Exercise requirements —
If a line below contains the word "derive", count it. Please give the total and nothing else.

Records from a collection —
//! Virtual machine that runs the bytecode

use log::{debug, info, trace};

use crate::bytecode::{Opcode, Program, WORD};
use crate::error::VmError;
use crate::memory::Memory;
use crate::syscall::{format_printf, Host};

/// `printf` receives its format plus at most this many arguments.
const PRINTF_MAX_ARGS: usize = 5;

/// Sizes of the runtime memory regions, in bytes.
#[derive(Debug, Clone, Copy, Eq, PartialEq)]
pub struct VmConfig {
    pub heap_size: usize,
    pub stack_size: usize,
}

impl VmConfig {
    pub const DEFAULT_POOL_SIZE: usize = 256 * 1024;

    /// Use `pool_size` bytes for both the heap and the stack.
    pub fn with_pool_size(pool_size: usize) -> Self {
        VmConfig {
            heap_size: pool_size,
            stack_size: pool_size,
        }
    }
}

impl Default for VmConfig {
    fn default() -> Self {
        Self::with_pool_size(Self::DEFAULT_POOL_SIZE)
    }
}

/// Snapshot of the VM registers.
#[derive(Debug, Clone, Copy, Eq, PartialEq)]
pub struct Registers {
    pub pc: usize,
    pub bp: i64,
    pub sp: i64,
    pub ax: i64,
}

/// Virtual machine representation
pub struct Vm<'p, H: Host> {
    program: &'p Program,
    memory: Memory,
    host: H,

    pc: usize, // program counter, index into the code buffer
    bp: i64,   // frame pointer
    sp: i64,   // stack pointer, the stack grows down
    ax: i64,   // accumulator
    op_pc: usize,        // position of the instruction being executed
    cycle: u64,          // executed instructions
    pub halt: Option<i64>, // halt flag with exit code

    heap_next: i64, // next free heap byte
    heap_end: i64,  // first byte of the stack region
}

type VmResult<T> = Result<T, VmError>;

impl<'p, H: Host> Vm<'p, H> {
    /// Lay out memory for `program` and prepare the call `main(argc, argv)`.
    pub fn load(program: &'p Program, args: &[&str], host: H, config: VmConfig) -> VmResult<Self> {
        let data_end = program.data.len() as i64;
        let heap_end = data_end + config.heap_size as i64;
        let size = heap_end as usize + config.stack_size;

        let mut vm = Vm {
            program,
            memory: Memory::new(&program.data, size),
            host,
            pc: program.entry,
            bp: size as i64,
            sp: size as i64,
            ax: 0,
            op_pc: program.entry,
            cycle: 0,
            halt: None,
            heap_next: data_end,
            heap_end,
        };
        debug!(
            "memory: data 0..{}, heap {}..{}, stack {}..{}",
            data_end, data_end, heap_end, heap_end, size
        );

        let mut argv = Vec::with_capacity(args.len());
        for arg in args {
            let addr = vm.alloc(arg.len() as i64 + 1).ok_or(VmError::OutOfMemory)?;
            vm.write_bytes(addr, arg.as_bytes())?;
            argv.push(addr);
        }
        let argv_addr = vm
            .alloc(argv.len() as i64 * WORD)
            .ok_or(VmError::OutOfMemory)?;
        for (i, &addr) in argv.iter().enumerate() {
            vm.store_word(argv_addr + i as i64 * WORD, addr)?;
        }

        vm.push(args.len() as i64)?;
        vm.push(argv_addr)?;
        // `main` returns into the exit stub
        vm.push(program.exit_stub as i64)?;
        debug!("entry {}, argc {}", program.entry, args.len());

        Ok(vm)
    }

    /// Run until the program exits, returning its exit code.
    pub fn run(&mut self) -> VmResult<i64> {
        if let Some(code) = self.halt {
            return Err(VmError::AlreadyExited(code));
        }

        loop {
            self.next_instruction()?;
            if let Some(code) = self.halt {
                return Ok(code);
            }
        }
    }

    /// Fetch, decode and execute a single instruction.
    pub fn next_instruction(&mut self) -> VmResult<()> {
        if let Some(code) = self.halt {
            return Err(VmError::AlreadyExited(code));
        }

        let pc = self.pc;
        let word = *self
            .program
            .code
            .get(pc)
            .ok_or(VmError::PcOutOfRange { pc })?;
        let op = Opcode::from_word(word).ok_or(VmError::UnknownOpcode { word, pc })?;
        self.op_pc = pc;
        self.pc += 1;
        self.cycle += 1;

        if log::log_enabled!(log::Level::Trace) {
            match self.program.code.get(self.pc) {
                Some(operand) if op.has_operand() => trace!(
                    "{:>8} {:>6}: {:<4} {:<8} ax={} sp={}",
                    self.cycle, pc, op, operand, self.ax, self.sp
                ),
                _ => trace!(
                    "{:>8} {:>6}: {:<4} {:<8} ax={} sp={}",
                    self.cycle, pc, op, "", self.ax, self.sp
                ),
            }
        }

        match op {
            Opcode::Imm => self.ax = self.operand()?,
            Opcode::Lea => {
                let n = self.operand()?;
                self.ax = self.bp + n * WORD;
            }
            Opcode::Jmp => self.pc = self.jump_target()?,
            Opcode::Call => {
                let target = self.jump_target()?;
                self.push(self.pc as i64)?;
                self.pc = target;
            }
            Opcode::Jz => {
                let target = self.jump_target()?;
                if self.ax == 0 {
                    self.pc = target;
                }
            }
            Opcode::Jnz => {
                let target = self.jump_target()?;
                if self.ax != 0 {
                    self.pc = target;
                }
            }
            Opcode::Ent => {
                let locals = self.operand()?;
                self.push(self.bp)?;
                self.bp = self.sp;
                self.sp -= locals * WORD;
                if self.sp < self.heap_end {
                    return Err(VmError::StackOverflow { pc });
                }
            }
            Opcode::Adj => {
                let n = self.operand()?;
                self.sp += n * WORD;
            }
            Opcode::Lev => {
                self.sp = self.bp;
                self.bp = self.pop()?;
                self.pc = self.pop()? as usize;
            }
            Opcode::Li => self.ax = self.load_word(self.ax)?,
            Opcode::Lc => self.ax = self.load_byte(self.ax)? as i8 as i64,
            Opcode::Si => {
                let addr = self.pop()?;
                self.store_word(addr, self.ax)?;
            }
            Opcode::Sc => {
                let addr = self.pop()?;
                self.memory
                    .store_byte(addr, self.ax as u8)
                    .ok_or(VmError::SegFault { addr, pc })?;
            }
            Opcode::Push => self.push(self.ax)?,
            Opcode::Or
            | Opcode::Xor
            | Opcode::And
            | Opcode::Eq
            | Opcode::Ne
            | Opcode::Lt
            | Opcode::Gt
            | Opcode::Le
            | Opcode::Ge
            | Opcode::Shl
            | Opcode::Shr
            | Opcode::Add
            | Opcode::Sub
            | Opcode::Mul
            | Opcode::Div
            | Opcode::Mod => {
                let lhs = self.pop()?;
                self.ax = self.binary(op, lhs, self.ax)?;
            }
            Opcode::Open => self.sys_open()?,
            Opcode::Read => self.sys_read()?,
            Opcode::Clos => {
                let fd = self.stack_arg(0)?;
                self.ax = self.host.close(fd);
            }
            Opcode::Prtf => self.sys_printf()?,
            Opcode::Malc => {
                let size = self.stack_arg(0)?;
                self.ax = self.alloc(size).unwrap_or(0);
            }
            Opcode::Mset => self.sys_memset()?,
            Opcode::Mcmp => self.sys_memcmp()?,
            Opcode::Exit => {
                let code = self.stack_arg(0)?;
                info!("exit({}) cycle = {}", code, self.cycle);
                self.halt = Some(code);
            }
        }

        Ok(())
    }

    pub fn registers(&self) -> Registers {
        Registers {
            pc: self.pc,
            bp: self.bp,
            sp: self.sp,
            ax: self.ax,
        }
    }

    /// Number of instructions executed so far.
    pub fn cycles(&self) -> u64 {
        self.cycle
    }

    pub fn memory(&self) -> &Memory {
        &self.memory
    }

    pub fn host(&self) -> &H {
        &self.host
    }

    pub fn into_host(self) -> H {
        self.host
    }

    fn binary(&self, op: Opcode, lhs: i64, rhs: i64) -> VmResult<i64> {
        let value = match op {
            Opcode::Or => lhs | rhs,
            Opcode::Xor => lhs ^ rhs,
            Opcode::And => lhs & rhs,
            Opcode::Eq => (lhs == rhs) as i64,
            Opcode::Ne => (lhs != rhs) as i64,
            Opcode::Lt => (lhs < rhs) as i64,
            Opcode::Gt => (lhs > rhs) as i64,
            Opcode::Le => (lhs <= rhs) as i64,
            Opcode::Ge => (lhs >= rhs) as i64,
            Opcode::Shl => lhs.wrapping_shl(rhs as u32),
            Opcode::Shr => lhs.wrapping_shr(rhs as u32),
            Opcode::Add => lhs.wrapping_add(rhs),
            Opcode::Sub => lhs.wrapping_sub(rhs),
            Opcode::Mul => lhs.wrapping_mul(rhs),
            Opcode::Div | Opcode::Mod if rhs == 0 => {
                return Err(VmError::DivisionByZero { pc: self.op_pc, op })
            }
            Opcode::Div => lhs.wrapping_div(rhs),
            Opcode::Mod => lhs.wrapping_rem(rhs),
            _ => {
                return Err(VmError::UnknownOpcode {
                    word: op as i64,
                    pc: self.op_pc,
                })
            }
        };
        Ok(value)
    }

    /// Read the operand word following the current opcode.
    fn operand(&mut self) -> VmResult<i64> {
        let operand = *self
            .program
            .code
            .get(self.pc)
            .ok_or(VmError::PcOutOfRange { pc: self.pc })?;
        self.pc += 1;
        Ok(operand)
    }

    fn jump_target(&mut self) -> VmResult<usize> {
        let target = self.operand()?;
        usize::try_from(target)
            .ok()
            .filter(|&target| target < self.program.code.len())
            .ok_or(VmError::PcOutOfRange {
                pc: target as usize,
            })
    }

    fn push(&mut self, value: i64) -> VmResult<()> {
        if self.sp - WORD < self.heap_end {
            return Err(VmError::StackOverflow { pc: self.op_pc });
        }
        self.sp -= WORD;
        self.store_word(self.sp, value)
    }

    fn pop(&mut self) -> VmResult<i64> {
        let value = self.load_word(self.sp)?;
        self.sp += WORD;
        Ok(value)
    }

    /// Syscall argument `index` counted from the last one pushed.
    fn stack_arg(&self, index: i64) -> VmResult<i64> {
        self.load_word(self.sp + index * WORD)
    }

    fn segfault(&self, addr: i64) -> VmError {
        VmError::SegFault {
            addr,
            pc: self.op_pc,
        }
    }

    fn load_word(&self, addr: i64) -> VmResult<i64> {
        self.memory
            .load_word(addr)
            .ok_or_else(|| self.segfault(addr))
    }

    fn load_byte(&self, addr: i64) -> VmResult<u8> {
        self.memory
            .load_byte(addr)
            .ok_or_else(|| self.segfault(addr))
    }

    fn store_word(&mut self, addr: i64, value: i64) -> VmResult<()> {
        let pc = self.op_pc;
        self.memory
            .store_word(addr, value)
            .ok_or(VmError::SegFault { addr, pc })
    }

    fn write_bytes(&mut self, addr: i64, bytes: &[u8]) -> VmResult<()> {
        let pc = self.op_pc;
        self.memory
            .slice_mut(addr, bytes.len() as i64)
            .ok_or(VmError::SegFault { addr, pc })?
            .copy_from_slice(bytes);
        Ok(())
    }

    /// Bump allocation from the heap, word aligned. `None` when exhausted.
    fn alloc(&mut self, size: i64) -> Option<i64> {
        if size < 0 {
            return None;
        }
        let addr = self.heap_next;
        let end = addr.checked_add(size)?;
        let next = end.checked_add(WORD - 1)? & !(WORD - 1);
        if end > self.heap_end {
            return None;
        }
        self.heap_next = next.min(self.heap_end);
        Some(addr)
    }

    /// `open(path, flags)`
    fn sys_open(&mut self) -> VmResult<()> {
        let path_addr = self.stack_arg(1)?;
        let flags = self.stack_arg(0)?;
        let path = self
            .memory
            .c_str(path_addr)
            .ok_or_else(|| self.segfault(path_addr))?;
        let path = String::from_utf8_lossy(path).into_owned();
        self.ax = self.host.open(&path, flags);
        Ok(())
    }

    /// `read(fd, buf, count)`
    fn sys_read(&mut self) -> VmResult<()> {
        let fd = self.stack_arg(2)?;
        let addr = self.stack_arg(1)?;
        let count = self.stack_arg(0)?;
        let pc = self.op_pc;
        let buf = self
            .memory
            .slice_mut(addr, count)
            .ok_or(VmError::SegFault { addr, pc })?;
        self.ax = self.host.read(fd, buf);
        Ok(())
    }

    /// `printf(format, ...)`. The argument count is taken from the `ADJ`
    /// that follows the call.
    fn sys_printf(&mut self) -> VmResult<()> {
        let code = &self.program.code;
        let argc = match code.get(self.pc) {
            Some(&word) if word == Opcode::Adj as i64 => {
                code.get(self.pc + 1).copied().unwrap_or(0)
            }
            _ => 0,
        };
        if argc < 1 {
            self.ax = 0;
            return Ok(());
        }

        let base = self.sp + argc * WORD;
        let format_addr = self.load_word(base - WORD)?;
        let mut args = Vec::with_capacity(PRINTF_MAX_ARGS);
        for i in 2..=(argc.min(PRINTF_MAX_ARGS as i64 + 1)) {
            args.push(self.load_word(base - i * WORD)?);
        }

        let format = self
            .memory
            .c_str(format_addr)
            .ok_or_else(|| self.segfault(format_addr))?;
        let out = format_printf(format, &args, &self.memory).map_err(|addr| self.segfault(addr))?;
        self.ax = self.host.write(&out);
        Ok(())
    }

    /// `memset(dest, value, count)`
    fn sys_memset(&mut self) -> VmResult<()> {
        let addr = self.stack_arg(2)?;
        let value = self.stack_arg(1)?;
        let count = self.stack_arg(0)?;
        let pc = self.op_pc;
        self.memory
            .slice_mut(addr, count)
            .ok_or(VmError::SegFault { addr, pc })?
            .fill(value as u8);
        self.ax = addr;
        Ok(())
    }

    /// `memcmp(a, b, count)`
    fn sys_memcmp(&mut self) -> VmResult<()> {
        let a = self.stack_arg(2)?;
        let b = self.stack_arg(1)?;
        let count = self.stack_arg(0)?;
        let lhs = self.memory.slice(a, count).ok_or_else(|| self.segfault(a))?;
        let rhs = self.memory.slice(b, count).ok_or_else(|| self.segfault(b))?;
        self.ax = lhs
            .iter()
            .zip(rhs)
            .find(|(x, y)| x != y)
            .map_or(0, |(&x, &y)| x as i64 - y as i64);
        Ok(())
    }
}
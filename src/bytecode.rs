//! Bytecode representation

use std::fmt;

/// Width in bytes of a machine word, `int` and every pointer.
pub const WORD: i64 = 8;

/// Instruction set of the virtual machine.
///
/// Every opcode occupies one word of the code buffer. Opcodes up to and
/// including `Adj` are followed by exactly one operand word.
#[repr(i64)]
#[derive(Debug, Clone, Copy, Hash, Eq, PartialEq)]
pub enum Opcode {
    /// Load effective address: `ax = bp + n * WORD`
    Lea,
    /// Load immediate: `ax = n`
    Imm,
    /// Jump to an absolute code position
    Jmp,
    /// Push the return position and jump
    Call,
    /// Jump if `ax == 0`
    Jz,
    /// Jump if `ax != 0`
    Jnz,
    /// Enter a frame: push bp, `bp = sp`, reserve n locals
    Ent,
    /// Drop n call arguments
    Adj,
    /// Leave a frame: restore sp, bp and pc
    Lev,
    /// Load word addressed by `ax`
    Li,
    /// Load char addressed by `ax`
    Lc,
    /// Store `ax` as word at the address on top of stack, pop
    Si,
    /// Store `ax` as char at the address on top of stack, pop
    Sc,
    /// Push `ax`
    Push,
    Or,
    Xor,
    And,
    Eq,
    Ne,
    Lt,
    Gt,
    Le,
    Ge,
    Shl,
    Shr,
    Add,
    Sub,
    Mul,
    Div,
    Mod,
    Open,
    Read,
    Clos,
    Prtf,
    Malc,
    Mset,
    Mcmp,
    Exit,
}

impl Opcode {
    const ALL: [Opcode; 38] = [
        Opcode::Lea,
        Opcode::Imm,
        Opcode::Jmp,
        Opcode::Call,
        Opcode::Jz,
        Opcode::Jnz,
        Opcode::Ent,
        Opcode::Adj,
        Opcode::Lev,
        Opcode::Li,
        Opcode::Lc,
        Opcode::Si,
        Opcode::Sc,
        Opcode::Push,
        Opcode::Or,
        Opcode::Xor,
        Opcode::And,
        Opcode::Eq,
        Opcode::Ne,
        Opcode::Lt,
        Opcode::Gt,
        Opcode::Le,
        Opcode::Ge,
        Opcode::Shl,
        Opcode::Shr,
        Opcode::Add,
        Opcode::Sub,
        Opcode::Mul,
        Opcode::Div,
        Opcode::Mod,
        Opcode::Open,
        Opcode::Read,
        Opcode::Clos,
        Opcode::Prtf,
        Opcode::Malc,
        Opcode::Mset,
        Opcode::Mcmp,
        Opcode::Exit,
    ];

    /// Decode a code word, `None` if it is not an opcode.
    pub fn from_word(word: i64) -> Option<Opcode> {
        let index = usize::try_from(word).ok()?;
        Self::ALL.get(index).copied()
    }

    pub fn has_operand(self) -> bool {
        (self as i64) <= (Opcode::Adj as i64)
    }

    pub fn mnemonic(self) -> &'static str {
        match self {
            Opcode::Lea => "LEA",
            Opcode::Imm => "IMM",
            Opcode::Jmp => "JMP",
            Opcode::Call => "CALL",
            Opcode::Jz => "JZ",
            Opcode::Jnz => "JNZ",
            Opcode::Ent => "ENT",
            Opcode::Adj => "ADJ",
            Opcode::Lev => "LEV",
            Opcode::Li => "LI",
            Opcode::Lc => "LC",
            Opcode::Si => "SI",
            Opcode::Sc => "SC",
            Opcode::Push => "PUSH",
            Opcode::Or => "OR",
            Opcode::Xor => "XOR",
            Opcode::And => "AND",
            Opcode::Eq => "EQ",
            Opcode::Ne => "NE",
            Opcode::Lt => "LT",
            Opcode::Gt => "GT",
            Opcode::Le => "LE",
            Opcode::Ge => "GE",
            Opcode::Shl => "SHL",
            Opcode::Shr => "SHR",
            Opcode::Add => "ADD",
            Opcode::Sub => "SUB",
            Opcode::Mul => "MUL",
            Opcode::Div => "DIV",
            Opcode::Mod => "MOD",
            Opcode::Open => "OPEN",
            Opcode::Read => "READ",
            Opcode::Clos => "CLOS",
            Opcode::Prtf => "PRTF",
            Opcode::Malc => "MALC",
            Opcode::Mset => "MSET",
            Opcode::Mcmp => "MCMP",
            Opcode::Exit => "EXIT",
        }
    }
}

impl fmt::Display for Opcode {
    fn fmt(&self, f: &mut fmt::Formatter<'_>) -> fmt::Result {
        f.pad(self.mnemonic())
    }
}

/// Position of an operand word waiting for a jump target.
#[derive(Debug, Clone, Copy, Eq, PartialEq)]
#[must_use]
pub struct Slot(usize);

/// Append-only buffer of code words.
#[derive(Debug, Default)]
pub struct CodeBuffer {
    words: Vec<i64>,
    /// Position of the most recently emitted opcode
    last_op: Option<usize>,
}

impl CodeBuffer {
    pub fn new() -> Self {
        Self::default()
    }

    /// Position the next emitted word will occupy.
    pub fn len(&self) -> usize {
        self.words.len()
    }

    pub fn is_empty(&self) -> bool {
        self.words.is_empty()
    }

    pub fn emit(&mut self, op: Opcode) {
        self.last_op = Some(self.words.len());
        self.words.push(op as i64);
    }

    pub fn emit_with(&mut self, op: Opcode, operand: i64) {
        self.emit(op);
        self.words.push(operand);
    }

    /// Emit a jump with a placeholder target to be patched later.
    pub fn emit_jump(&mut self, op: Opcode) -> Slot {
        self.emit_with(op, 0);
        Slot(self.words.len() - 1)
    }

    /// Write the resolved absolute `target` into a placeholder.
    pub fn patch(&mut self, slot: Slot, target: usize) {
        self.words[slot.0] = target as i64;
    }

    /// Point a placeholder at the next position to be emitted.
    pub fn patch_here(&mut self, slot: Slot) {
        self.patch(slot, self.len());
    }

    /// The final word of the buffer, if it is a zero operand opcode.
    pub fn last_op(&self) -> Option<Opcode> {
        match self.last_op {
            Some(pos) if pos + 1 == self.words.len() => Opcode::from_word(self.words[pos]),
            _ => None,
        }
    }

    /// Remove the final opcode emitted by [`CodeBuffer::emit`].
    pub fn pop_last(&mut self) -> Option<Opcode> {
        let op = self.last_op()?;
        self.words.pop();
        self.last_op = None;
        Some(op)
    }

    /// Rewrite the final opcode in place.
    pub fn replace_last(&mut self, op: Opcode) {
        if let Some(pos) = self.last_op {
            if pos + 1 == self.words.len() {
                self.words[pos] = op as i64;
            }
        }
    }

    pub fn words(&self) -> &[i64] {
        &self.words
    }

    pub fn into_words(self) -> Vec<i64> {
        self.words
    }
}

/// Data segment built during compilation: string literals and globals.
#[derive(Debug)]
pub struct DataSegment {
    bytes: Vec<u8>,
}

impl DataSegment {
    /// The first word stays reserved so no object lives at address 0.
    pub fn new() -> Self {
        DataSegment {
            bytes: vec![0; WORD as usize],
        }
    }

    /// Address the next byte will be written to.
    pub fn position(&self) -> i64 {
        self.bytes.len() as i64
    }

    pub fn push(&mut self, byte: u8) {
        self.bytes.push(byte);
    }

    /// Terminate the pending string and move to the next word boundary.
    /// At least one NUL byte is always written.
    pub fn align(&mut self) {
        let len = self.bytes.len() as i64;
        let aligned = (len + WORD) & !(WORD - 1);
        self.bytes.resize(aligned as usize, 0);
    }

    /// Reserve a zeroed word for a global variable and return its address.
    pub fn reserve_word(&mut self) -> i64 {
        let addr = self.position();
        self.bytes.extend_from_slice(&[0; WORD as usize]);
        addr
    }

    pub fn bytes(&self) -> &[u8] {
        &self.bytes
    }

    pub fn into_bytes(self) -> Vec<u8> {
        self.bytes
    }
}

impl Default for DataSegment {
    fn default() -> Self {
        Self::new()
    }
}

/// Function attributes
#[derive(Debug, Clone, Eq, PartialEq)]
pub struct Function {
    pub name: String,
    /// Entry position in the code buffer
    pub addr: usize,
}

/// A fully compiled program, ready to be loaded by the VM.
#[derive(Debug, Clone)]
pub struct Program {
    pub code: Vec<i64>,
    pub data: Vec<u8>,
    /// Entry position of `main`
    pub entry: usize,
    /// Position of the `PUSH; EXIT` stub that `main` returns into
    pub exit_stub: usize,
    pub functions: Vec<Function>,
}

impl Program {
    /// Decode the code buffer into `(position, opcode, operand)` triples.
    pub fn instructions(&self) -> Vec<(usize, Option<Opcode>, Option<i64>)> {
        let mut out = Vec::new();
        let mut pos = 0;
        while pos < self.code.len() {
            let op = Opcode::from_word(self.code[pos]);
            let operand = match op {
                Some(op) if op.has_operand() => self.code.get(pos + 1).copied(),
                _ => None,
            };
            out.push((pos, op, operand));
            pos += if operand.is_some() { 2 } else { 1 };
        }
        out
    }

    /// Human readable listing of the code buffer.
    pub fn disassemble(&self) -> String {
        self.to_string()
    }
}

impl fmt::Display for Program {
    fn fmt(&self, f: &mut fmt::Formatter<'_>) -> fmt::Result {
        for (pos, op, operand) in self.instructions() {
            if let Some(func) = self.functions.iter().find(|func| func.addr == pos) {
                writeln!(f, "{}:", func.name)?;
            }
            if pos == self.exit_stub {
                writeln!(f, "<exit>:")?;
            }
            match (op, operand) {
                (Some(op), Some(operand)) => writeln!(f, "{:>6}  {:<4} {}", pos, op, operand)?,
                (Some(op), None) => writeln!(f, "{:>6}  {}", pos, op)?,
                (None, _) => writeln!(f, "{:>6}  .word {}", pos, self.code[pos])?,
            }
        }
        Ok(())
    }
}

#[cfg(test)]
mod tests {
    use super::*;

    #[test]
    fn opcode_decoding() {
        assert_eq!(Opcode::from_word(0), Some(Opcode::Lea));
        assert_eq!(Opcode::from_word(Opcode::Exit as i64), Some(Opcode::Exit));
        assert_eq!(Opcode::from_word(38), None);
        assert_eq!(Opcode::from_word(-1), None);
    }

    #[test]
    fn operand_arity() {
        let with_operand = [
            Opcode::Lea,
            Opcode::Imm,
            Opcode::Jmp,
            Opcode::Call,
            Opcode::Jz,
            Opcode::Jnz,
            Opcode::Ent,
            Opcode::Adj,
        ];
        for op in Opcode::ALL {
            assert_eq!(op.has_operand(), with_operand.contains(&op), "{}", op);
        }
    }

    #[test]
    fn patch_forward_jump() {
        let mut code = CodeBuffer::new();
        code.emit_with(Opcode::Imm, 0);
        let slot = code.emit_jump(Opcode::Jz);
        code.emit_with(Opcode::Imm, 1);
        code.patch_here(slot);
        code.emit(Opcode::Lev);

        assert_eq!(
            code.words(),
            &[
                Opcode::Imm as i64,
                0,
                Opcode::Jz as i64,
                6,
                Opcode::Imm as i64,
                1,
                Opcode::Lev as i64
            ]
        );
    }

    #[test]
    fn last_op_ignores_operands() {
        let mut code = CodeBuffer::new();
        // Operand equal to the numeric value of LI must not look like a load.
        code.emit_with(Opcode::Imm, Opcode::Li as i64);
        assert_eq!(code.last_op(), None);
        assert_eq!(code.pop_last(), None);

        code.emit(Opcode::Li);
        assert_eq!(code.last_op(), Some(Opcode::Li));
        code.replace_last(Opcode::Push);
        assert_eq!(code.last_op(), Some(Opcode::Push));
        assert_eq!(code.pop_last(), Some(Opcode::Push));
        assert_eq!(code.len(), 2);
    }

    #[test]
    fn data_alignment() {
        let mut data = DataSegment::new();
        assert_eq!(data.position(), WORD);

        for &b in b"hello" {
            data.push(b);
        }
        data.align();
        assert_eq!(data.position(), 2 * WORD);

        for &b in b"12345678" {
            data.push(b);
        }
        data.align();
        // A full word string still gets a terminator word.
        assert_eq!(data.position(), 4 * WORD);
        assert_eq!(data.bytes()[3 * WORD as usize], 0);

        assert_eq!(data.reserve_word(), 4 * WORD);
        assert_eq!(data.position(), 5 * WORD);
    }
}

Result —
8